Le Loeuff et al. [40] considered that the above-mentioned isolated caudal vertebra in the Bucaille collection very probably belonged to Normanniasaurus genceyi, although it presumably comes from a higher level of the Albian succession at Bléville. They also compared the material from Bléville with various sauropod remains of similar age from other parts of the Anglo-Paris basin and found close similarities with the above-mentioned sauropod caudal vertebrae from the Moru quarry described by Lapparent [39], which they tentatively referred to Normanniasaurus genceyi. Similarities were also found with sauropod caudal vertebrae from the lower Albian Sables verts of the Argonne area of eastern France, described by Buffetaut and Nori [44]. The sauropod vertebrae from the middle Albian of Pargny-sur-Saulx (eastern France) described by Martin et al. [45] were found to be very different from those of Normanniasaurus genceyi. As to the sauropod vertebrae from the Cambridge Greensand of England, probably of Albian age although reworked in a Cenomanian deposit [16,46], described as Macrurosaurus semnus by Seeley [47], they apparently belong to two distinct sauropod taxa [48] and show no special similarities with the specimen from Bléville.
Although Le Loeuft et al. [40] interpreted Normanniasaurus genceyi as a ‘basal’ titanosaur, Mannion et al. [49] considered it as a ‘derived’ titanosaur clustering with Gondwanan taxa. Díez Díaz et al. [50] placed it in the clade Rinconsauria, which otherwise comprises South American and African titanosaurs, with the African Rukwasaurus as a sister group.

4.3. The Abelisaurid Theropod Caletodraco cottardi from the Cenomanian Cliffs of Saint-Jouin-Bruneval

Buffetaut et al. [51] described as Caletodraco cottardi a group of bones and a tooth (Figure 6) belonging to a theropod dinosaur from the lower Cenomanian glauconitic Chalk at Saint-Jouin-Bruneval (Seine-Maritime) on the Channel coast NE of Le Havre.
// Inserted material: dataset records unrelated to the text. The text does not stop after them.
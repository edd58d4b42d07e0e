use ratatui::Frame;
use ratatui::layout::Rect;
use ratatui::style::{Modifier, Style};
use ratatui::text::{Line, Span};
use ratatui::widgets::Paragraph;

use crate::tui::app::App;
use crate::tui::format::{RowLayout, row_cells};

use super::panel;

/// Render the filtered task list and record its geometry for pointer input
pub fn render_task_list(frame: &mut Frame, app: &mut App, area: Rect) {
    let block = panel(" Tasks ", &app.theme);
    let inner = block.inner(area);
    frame.render_widget(block, area);
    app.list_area = Some(inner);

    let rows = app.view.rows();
    app.viewport.resize(inner.height as usize, rows.len());
    app.viewport.reveal(app.view.cursor());

    let theme = &app.theme;
    let bg = theme.background;
    if rows.is_empty() {
        let msg = if app.view.snapshot().is_some() {
            "No tasks match the current filters"
        } else {
            "Loading tasks…"
        };
        let line = Line::from(Span::styled(msg, Style::default().fg(theme.dim).bg(bg)));
        frame.render_widget(Paragraph::new(line), inner);
        return;
    }

    let layout = RowLayout::for_tasks(rows, app.title_width).fit(inner.width as usize);
    let cursor = app.view.cursor();
    let lines: Vec<Line> = app
        .viewport
        .window(rows.len())
        .map(|index| {
            let task = &rows[index];
            let cells = row_cells(task, layout);
            let row_bg = if cursor == Some(index) {
                theme.selection_bg
            } else {
                bg
            };
            let base = Style::default().bg(row_bg);
            let mut title_style = base.fg(theme.text);
            if cursor == Some(index) {
                title_style = base.fg(theme.text_bright).add_modifier(Modifier::BOLD);
            }
            Line::from(vec![
                Span::styled(format!("{} ", cells.id), base.fg(theme.dim)),
                Span::styled(format!("{} ", cells.title), title_style),
                Span::styled(
                    format!("{} ", cells.status),
                    base.fg(theme.status_color(task.status)),
                ),
                Span::styled(
                    format!("{} ", cells.priority),
                    base.fg(theme.priority_color(task.priority)),
                ),
                Span::styled(cells.progress, base.fg(theme.text)),
            ])
        })
        .collect();

    frame.render_widget(Paragraph::new(lines).style(Style::default().bg(bg)), inner);
}
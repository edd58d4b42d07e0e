/// Serializes refresh cycles.
///
/// At most one resolution is in flight. Triggers that arrive meanwhile are
/// coalesced into a single follow-up run. Every run gets a fresh generation,
/// and a result is only applied if it is newer than the last one applied.
#[derive(Debug, Default)]
pub struct RefreshGate {
    last_started: u64,
    last_applied: u64,
    in_flight: Option<u64>,
    queued: bool,
}

/// What to do with a finished resolution
#[derive(Debug, Clone, Copy, PartialEq, Eq)]
pub struct Completion {
    /// Whether the finished snapshot should replace the displayed one
    pub apply: bool,
    /// Generation of a coalesced follow-up run to start now
    pub next: Option<u64>,
}

impl RefreshGate {
    pub fn new() -> Self {
        RefreshGate::default()
    }

    /// Ask for a refresh. Returns the generation to start, or `None` if one
    /// is already running (the request is queued instead).
    pub fn request(&mut self) -> Option<u64> {
        if self.in_flight.is_some() {
            self.queued = true;
            tracing::debug!("refresh already in flight, coalescing");
            return None;
        }
        Some(self.start())
    }

    /// Record that the run stamped `generation` finished.
    pub fn complete(&mut self, generation: u64) -> Completion {
        if self.in_flight == Some(generation) {
            self.in_flight = None;
        }

        let apply = generation > self.last_applied;
        if apply {
            self.last_applied = generation;
        } else {
            tracing::debug!(generation, last_applied = self.last_applied, "discarding stale snapshot");
        }

        let next = if self.queued && self.in_flight.is_none() {
            self.queued = false;
            Some(self.start())
        } else {
            None
        };
        Completion { apply, next }
    }

    pub fn is_busy(&self) -> bool {
        self.in_flight.is_some()
    }

    fn start(&mut self) -> u64 {
        self.last_started += 1;
        self.in_flight = Some(self.last_started);
        self.last_started
    }
}

#[cfg(test)]
mod tests {
    use super::*;

    #[test]
    fn second_request_is_coalesced() {
        let mut gate = RefreshGate::new();
        assert_eq!(gate.request(), Some(1));
        assert_eq!(gate.request(), None);
        assert_eq!(gate.request(), None);
        assert!(gate.is_busy());

        let done = gate.complete(1);
        assert_eq!(
            done,
            Completion {
                apply: true,
                next: Some(2)
            }
        );
        let done = gate.complete(2);
        assert_eq!(
            done,
            Completion {
                apply: true,
                next: None
            }
        );
        assert!(!gate.is_busy());
    }

    #[test]
    fn older_generation_is_never_applied_after_newer() {
        let mut gate = RefreshGate::new();
        assert_eq!(gate.request(), Some(1));
        gate.complete(1);
        assert_eq!(gate.request(), Some(2));
        assert!(gate.complete(2).apply);
        // a late duplicate of an old run
        assert!(!gate.complete(1).apply);
    }

    #[test]
    fn idle_gate_starts_immediately() {
        let mut gate = RefreshGate::new();
        assert_eq!(gate.request(), Some(1));
        assert!(gate.complete(1).apply);
        assert_eq!(gate.request(), Some(2));
    }
}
The fossils were found on two separate occasions by Nicolas Cottard in chalk blocks that had fallen from the cliff (Figure 7) and were found to fit together. The stratigraphic provenance of the specimen is known with some precision, thanks to the detailed study of the Saint-Jouin-Bruneval cliff carried out by Hoyez et al. [38]: lithological evidence strongly suggests that it comes from the Mantelliceras dixoni zone of the lower Cenomanian glauconitic Chalk, probably from the C3 zone of Hoyez et al. [38] (Figure 8).
The theropod bones from Saint-Jouin-Bruneval are in all likelihood remains of a carcass that drifted for some time before sinking to the bottom of the Chalk Sea. It apparently went through a rather complex taphonomic history, since two isolated teeth were found in the matrix close to the bones. One is a theropod tooth, showing abelisaurid characters that may belong to the same individual as the bones, and was displaced at some stage during fossilisation, or to a distinct individual, in which case it may indicate either cannibalistic predation or scavenging. The second tooth is a shark tooth that indicates scavenging on the carcass, either when it was floating at the surface of the sea or once it had sunk to the bottom. As for other dinosaur specimens from marine Cretaceous rocks in Normandy, the Saint-Jouin-Bruneval theropod probably lived on an emergent land area that was part of the Armorican massif, west of the place where it eventually came to rest on the sea bottom after somehow being carried out to sea and drifting over a fairly long distance (roughly 100 km).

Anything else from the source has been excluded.